Cross-platform abstract design
⚓ Rust 📅 2025-08-02 👤 surdeus 👁️ 11I aim to implement platform abstraction where callers use a unified interface without platform-specific logic. My initial approach returned platform-specific types directly via conditional compilation:
// -- snap --
pub trait BtDevice {
fn disconnect(&self) -> Result<(), Box<dyn std::error::Error>>;
}
#[derive(Default)]
pub struct WindowsBtDevice;
#[derive(Default)]
pub struct LinuxBtDevice;
#[derive(Default)]
pub struct MacOSBtDevice;
#[derive(Default)]
pub struct UnknownBtDevice;
pub struct Device;
impl Device {
#[cfg(target_os = "windows")]
pub fn new() -> WindowsBtDevice {
WindowsBtDevice::default()
}
#[cfg(target_os = "linux")]
pub fn new() -> LinuxBtDevice {
LinuxBtDevice::default()
}
#[cfg(target_os = "macos")]
pub fn new() -> MacOSBtDevice {
MacOSBtDevice::default()
}
#[cfg(not(any(target_os = "windows", target_os = "linux", target_os = "macos")))]

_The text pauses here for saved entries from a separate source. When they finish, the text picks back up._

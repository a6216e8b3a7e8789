//! HTTP API module for the attendance engine.
//!
//! This module provides the REST endpoints the admin portal's reporting
//! widgets call: monthly attendance summaries and leave balances. The
//! handlers are thin adapters over the pure calculation functions.

mod handlers;
mod request;
mod response;
mod state;

pub use handlers::create_router;
pub use request::{
    AttendanceRecordRequest, LeaveBalanceRequest, LeaveRequestRequest, MonthSummaryRequest,
};
pub use response::ApiError;
pub use state::AppState;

pub fn new() -> UnkonwnBtDevice {
UnknownBtDevice::default()
}
}
impl BtDevice for WindowsBtDevice {
fn disconnect(&self) -> Result<(), Box<dyn std::error::Error>> {
// do_something...
}
}
Copilot Reviewer recommended refactoring to return a unified Deviceenum encapsulating all platforms:
// -- snap --
pub trait BtDevice {
fn disconnect(&self) -> Result<(), Box<dyn std::error::Error>>;
}
#[derive(Default)]
pub struct WindowsBtDevice;
#[derive(Default)]
pub struct LinuxBtDevice;
#[derive(Default)]
pub struct MacOSBtDevice;
#[derive(Default)]
pub struct UnknownBtDevice;
pub enum Device {
Windows(WindowsBtDevice),
Linux(LinuxBtDevice),
MacOS(MacOSBtDevice),
Unknown(UnknownBtDevice),
}
impl Device {
pub fn new() -> Self {
#[cfg(target_os = "windows")]
{
Device::Windows(WindowsBtDevice::default())
}
#[cfg(target_os = "linux")]
{
Device::Linux(LinuxBtDevice::default())
}
#[cfg(target_os = "macos")]
{
Device::MacOS(MacOSBtDevice::default())
}
#[cfg(not(any(target_os = "windows", target_os = "linux", target_os = "macos")))]
{
Device::Unknown(UnknownBtDevice::default())
}
}
}
impl BtDevice for Device {
fn disconnect(&self) -> Result<(), Box<dyn std::error::Error>> {
match self {
// i don't like this :<
Device::Windows(device) => device.disconnect(),
Device::Linux(device) => todo!(),
Device::MacOS(device) => todo!(),
Device::Unknown(device) => todo!(),
}
}
}
impl BtDevice for WindowsBtDevice {
fn disconnect(&self) -> Result<(), Box<dyn std::error::Error>> {
// do_something...
}
}
My concern: The match in BtDevice for Device requires boilerplate delegation for every platform variant. Is this enum-based design truly beneficial compared to the initial approach?